Government regulations such as increased property transfer fees and reduced loan-to-value ratios have made Dubai’s real estate sector a “stable place” for foreign investors, an industry expert said.
“I think (the property) market is becoming more stabIe and I believe that authorities have effectively controlled the market,” said Sunil Jaiswal, president of Sumansa exhibitions, which is planning to organise a new Dubai property show.
“We saw last year 20 per cent growth but now we are seeing a 10 per cent growth. I believe Dubai is a stable place to invest in especially in the medium to long term for returns.”
The Dubai Property Show will pitch real estate projects in the emirate to investors across the UK and most of Europe.
The show, which will be held from February 27 to March 1 in 2015 at Olympia in London, is aiming to tap almost eight million Londoners and expects to receive around 2,000 serious property buyers.
Exhibitors will include real estate developers, marketing agents, hotels, hospitality developers, financial institutions, government agencies and architects, organisers said.
Dubai’s real estate sector rebounded strongly in 2013 with prices rising by 30 per cent but rates slowed considerably in the first half of 2014.
Despite the government regulations put in place, analysts have cautioned that the market is thriving on speculative demand, which might lead to a property bubble.

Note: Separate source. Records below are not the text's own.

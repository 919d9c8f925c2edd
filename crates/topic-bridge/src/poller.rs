//! Mailbox polling background task.
//!
//! Watches the message count of one mailbox and hands every message that
//! appears after startup to a `MessageHandler`. Handlers run on their own
//! tasks, bounded by a semaphore; the polling loop never waits for them.

use crate::error::{BridgeError, BridgeResult};
use crate::mail::{MailMessage, MailboxService};
use async_trait::async_trait;
use std::ops::RangeInclusive;
use std::sync::{Arc, Mutex, MutexGuard};
use std::time::Duration;
use tokio::sync::Semaphore;
use tokio::time::{Instant, MissedTickBehavior};
use tokio_util::sync::CancellationToken;

/// Consumer of newly arrived mail
#[async_trait]
pub trait MessageHandler: Send + Sync + 'static {
    async fn handle_message(&self, message: MailMessage);
}

/// Highest message count the poller has already dispatched up to.
///
/// Only ever moves forward. If the mailbox shrinks (expunge) the cursor stays
/// put, and messages arriving afterwards are picked up once the count climbs
/// past it again.
#[derive(Debug, Clone, Copy, PartialEq, Eq)]
pub struct PollCursor {
    last_known_count: u32,
}

impl PollCursor {
    pub fn new(count: u32) -> Self {
        Self {
            last_known_count: count,
        }
    }

    pub fn last_known_count(&self) -> u32 {
        self.last_known_count
    }

    /// Sequence numbers that are new at `current`, if any
    pub fn pending(&self, current: u32) -> Option<RangeInclusive<u32>> {
        (current > self.last_known_count).then(|| self.last_known_count + 1..=current)
    }

    pub fn advance_to(&mut self, current: u32) {
        if current > self.last_known_count {
            self.last_known_count = current;
        }
    }
}

/// Polls a mailbox on a fixed interval.
///
/// `start` may be called once per running period; `stop` is idempotent and
/// guarantees no handler invocation begins after it returns. Invocations
/// already running are left to finish.
pub struct MailboxPoller {
    mailbox: Arc<dyn MailboxService>,
    interval: Duration,
    permits: Arc<Semaphore>,
    running: Mutex<Option<CancellationToken>>,
}

impl MailboxPoller {
    pub fn new(mailbox: Arc<dyn MailboxService>, interval: Duration, max_concurrent: usize) -> Self {
        Self {
            mailbox,
            interval,
            permits: Arc::new(Semaphore::new(max_concurrent.max(1))),
            running: Mutex::new(None),
        }
    }

    /// Record the current count as the baseline and spawn the polling loop.
    /// Messages already in the mailbox are never dispatched.
    pub async fn start(&self, handler: Arc<dyn MessageHandler>) -> BridgeResult<()> {
        let cancel = {
            let mut running = self.lock();
            if running.is_some() {
                return Err(BridgeError::AlreadyRunning);
            }
            let token = CancellationToken::new();
            *running = Some(token.clone());
            token
        };

        let initial = match self.mailbox.count().await {
            Ok(count) => count,
            Err(e) => {
                // A concurrent stop() already took and cancelled our token
                if !cancel.is_cancelled() {
                    self.lock().take();
                    cancel.cancel();
                }
                return Err(e);
            }
        };

        tracing::info!(
            "Mailbox poller started (interval: {:?}, initial count: {})",
            self.interval,
            initial
        );

        let worker = PollWorker {
            mailbox: Arc::clone(&self.mailbox),
            handler,
            permits: Arc::clone(&self.permits),
            cancel,
            cursor: PollCursor::new(initial),
        };
        tokio::spawn(worker.run(self.interval));

        Ok(())
    }

    pub fn stop(&self) {
        if let Some(token) = self.lock().take() {
            token.cancel();
            tracing::info!("Mailbox poller stopped");
        }
    }

    pub fn is_running(&self) -> bool {
        self.lock().is_some()
    }

    fn lock(&self) -> MutexGuard<'_, Option<CancellationToken>> {
        self.running.lock().unwrap_or_else(|e| e.into_inner())
    }
}

struct PollWorker {
    mailbox: Arc<dyn MailboxService>,
    handler: Arc<dyn MessageHandler>,
    permits: Arc<Semaphore>,
    cancel: CancellationToken,
    cursor: PollCursor,
}

impl PollWorker {
    async fn run(mut self, period: Duration) {
        // First check happens one full interval after start
        let mut ticker = tokio::time::interval_at(Instant::now() + period, period);
        ticker.set_missed_tick_behavior(MissedTickBehavior::Delay);

        loop {
            tokio::select! {
                biased;
                _ = self.cancel.cancelled() => break,
                _ = ticker.tick() => {}
            }

            self.check_for_new_mail().await;
        }

        tracing::debug!(
            "Mailbox polling loop exited at count {}",
            self.cursor.last_known_count()
        );
    }

    /// One poll cycle. Returns the number of messages dispatched.
    async fn check_for_new_mail(&mut self) -> usize {
        let current = match self.mailbox.count().await {
            Ok(count) => count,
            Err(e) => {
                tracing::error!("Failed to read mailbox count: {}", e);
                return 0;
            }
        };

        let Some(range) = self.cursor.pending(current) else {
            if current < self.cursor.last_known_count() {
                tracing::debug!(
                    "Mailbox shrank from {} to {}; waiting for it to grow again",
                    self.cursor.last_known_count(),
                    current
                );
            }
            return 0;
        };

        tracing::info!(
            "New mail: count {} -> {}",
            self.cursor.last_known_count(),
            current
        );

        let messages = match self.mailbox.fetch_range(*range.start(), *range.end()).await {
            Ok(messages) => messages,
            Err(e) => {
                // Cursor untouched, so the next cycle fetches the same range
                tracing::error!(
                    "Failed to fetch messages {}..={}: {}",
                    range.start(),
                    range.end(),
                    e
                );
                return 0;
            }
        };

        self.cursor.advance_to(current);

        let dispatched = messages.len();
        for message in messages {
            self.dispatch(message);
        }
        dispatched
    }

    fn dispatch(&self, message: MailMessage) {
        let handler = Arc::clone(&self.handler);
        let permits = Arc::clone(&self.permits);
        let cancel = self.cancel.clone();

        tokio::spawn(async move {
            let _permit = match permits.acquire_owned().await {
                Ok(permit) => permit,
                Err(_) => return,
            };

            if cancel.is_cancelled() {
                tracing::warn!(
                    "Poller stopped before message {} was handled; dropping it",
                    message.seq
                );
                return;
            }

            handler.handle_message(message).await;
        });
    }
}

But Jaiswal does not expect talks of speculative demand and bubble fears to dampen the interest of foreign investors.
“The market has matured since 2006 and it is definitely improving year-on-year,” he said.
“There is going to be a minor correction- maybe 10, 15 or even 20 per cent but I don’t expect that we might see a big crash like 2009.”
Jaiswal added that the show’s focus will also be on encouraging medium to long-term investment in Dubai’s property sector.
“Any investor should take note of Dubai because of the opportunity that lies here, as it is one of the few places in the world that has excellent equity growth and good cash flow,” he said.